Determination of reactive oxygen species in single human erythrocytes using microfluidic chip electrophoresis

Reactive oxygen species (ROS) are known to not only mediate the damage of cellular constituents but also to regulate cellular signaling. Analysis of ROS is essential if we wish to understand the mechanisms of cellular alterations. In this paper, a microfluidic chip-based approach to the determination of ROS in single erythrocyte was developed by using a simple crossed-channel glass chip with integrated operational functions, including cell sampling, single cell loading, docking, lysing, and capillary electrophoretic (CE) separation with laser-induced fluorescence (LIF) detection. Non-fluorescent dihydrorhodamine 123 (DHR 123), which can be oxidized intracellularly by ROS to the fluorescent rhodamine 123 (Rh 123), was used as the fluorogenic reagent.

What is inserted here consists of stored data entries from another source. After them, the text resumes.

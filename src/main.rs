use std::{
    io::{self, Write},
    path::PathBuf,
    process::ExitCode,
};

use anyhow::Context as _;
use clap::{command, Arg, ArgMatches};
use context::{Config, Remote, Site};
use log::{info, warn};
use post::{Location, Repository};

mod context;
mod error;
mod generator;
mod layout;
mod metadata;
mod post;
mod process;
mod renderer;
mod sync;
#[cfg(test)]
mod test_helpers;

const USAGE: &str = "usage: sgb {
\tn(ew) [title]: create a new post
\te(dit): edit an existing post
\td(elete): delete an existing post
\tp(ublish): move drafts to post directory
\tf(etch): fetch posts from remote host
\ts(ync): use rsync to push local posts to remote web server
}";

fn cli() -> clap::Command {
    let setting = |name: &'static str, env: &'static str, help: &'static str| {
        Arg::new(name).long(name).env(env).help(help)
    };

    command!()
        .args([
            Arg::new("verb").help("One of n, e, d, p, f, s"),
            Arg::new("title")
                .help("Title of the new post (verb n); several words are joined with spaces")
                .num_args(1..),
            setting("dir", "BLOG_DIR", "Working directory [default: ~/Documents/blog]")
                .value_parser(clap::value_parser!(PathBuf)),
            setting("editor", "EDITOR", "Editor executable")
                .value_parser(clap::value_parser!(PathBuf))
                .default_value("/usr/bin/vi"),
            setting("ssh-user", "BLOG_SSH_USER", "Remote user").default_value("root"),
            setting("ssh-host", "BLOG_SSH_HOST", "Remote host").default_value("localhost"),
            setting("ssh-port", "BLOG_SSH_PORT", "Remote ssh port")
                .value_parser(clap::value_parser!(u16))
                .default_value("22"),
            setting("identity", "BLOG_SSH_IDENTITY", "Private key [default: ~/.ssh/id_ed25519]")
                .value_parser(clap::value_parser!(PathBuf)),
            setting("remote-root", "BLOG_REMOTE_ROOT", "Web root on the remote host")
                .default_value("/var/static"),
            setting("blog-name", "BLOG_NAME", "Feed title").default_value("blog"),
            setting("site-url", "BLOG_URL", "Public url of the site [default: https://<ssh-host>]"),
            setting("intro", "BLOG_INTRO", "Paragraph above the post list")
                .default_value("some words on pages about stuff"),
        ])
        .after_help(USAGE)
}

fn home() -> anyhow::Result<PathBuf> {
    std::env::var_os("HOME")
        .map(PathBuf::from)
        .context("HOME is not set")
}

fn config_from(matches: &ArgMatches) -> anyhow::Result<Config> {
    let string = |name: &str| matches.get_one::<String>(name).cloned().unwrap_or_default();

    let working_dir = match matches.get_one::<PathBuf>("dir") {
        Some(dir) => dir.clone(),
        None => home()?.join("Documents").join("blog"),
    };
    let identity = match matches.get_one::<PathBuf>("identity") {
        Some(identity) => identity.clone(),
        None => home()?.join(".ssh").join("id_ed25519"),
    };
    let host = string("ssh-host");
    let url = matches
        .get_one::<String>("site-url")
        .cloned()
        .unwrap_or_else(|| format!("https://{host}"));

    Ok(Config {
        working_dir,
        editor: matches
            .get_one::<PathBuf>("editor")
            .cloned()
            .unwrap_or_else(|| PathBuf::from("/usr/bin/vi")),
        remote: Remote {
            user: string("ssh-user"),
            host,
            port: matches.get_one::<u16>("ssh-port").copied().unwrap_or(22),
            identity,
            root: string("remote-root"),
        },
        site: Site {
            blog_name: string("blog-name"),
            url,
            intro: string("intro"),
        },
    })
}

fn title_from(matches: &ArgMatches) -> Option<String> {
    matches
        .get_many::<String>("title")
        .map(|words| words.cloned().collect::<Vec<_>>().join(" "))
}

fn prompt_title() -> anyhow::Result<String> {
    print!("> ");
    io::stdout().flush()?;
    let mut title = String::new();
    io::stdin()
        .read_line(&mut title)
        .context("while reading the title")?;
    Ok(title)
}

fn dispatch(config: &Config, verb: &str, title: Option<&str>) -> anyhow::Result<()> {
    let repo = Repository::new(config);
    match verb {
        "n" => {
            let title = match title {
                Some(title) => title.to_string(),
                None => prompt_title()?,
            };
            let post = repo.create(&title, chrono::Utc::now().timestamp())?;
            println!("{}", post.slug);
            process::launch_editor(&config.editor, &post.source_path())?;
        }
        "e" => {
            let post = repo.select(
                Location::Published,
                "post to edit> ",
                io::stdin().lock(),
                io::stdout(),
            )?;
            let draft = repo.move_to_draft(&post.slug)?;
            info!("moved post {} to draft dir", draft.slug);
            draft.discard_rendered()?;
            process::launch_editor(&config.editor, &draft.source_path())?;
        }
        "d" => {
            let post = repo.select(
                Location::Published,
                "post to delete> ",
                io::stdin().lock(),
                io::stdout(),
            )?;
            repo.delete(&post.slug)?;
        }
        "p" => {
            let published = generator::assemble(config).context("while publishing drafts")?;
            info!("published {} drafts", published.len());
        }
        "f" => sync::pull(config).context("while fetching posts")?,
        "s" => sync::push(config).context("while syncing posts")?,
        other => warn!("unknown verb {other:?}, only rebuilding the index"),
    }
    Ok(())
}

fn main() -> anyhow::Result<ExitCode> {
    env_logger::Builder::from_env(env_logger::Env::default().default_filter_or("info")).init();

    let matches = cli().get_matches();
    let config = config_from(&matches)?;

    let cwd = std::env::current_dir().context("current directory")?;
    layout::bootstrap(&config, &cwd).context("while preparing the working directory")?;

    let Some(verb) = matches.get_one::<String>("verb") else {
        println!("{USAGE}");
        return Ok(ExitCode::FAILURE);
    };

    dispatch(&config, verb, title_from(&matches).as_deref())?;
    generator::build_index(&config, &chrono::Local).context("while building the index")?;

    Ok(ExitCode::SUCCESS)
}
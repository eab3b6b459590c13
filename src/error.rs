use std::{
    io,
    path::{Path, PathBuf},
    process::ExitStatus,
};

#[derive(Debug, thiserror::Error)]
pub(crate) enum Error {
    #[error("{path:?}: {source}")]
    FileSystem {
        path: PathBuf,
        #[source]
        source: io::Error,
    },
    #[error("directory tree operation failed: {0}")]
    Tree(#[from] fs_extra::error::Error),
    #[error("{path:?}: {reason}")]
    Parse { path: PathBuf, reason: String },
    #[error("invalid selection {input:?}: {reason}")]
    InvalidSelection { input: String, reason: String },
    #[error("terminal i/o failed: {0}")]
    Terminal(#[source] io::Error),
    #[error("post {0:?} does not exist")]
    NotFound(String),
    #[error("could not create post {slug:?}: {source}")]
    Create {
        slug: String,
        #[source]
        source: io::Error,
    },
    #[error("failed to start {program}: {source}")]
    Spawn {
        program: String,
        #[source]
        source: io::Error,
    },
    #[error("{program} exited with {status}")]
    Subprocess { program: String, status: ExitStatus },
}

pub(crate) type Result<T, E = Error> = std::result::Result<T, E>;

/// Attaches the offending path to a bare `io::Error`.
pub(crate) trait PathContext<T> {
    fn at(self, path: &Path) -> Result<T>;
}

impl<T> PathContext<T> for io::Result<T> {
    fn at(self, path: &Path) -> Result<T> {
        self.map_err(|source| Error::FileSystem {
            path: path.to_owned(),
            source,
        })
    }
}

The effect of pH on the migration time of Rh 123 and detection sensitivity was discussed. The present method minimized dilution of intracellular ROS during reaction with DHR 123 and determination. As a result, an extremely low detection limit of 0.8 amol has been achieved. The time required for complete analysis of one human erythrocyte was less than 3 min. A migration time precision of 4.1% RSD was obtained for six consecutively-injected cells. Upon stimulation with 4 mmol/l H2O2 for 10 min, the intracellular ROS concentration was found to increase on average by about a factor of 8.4.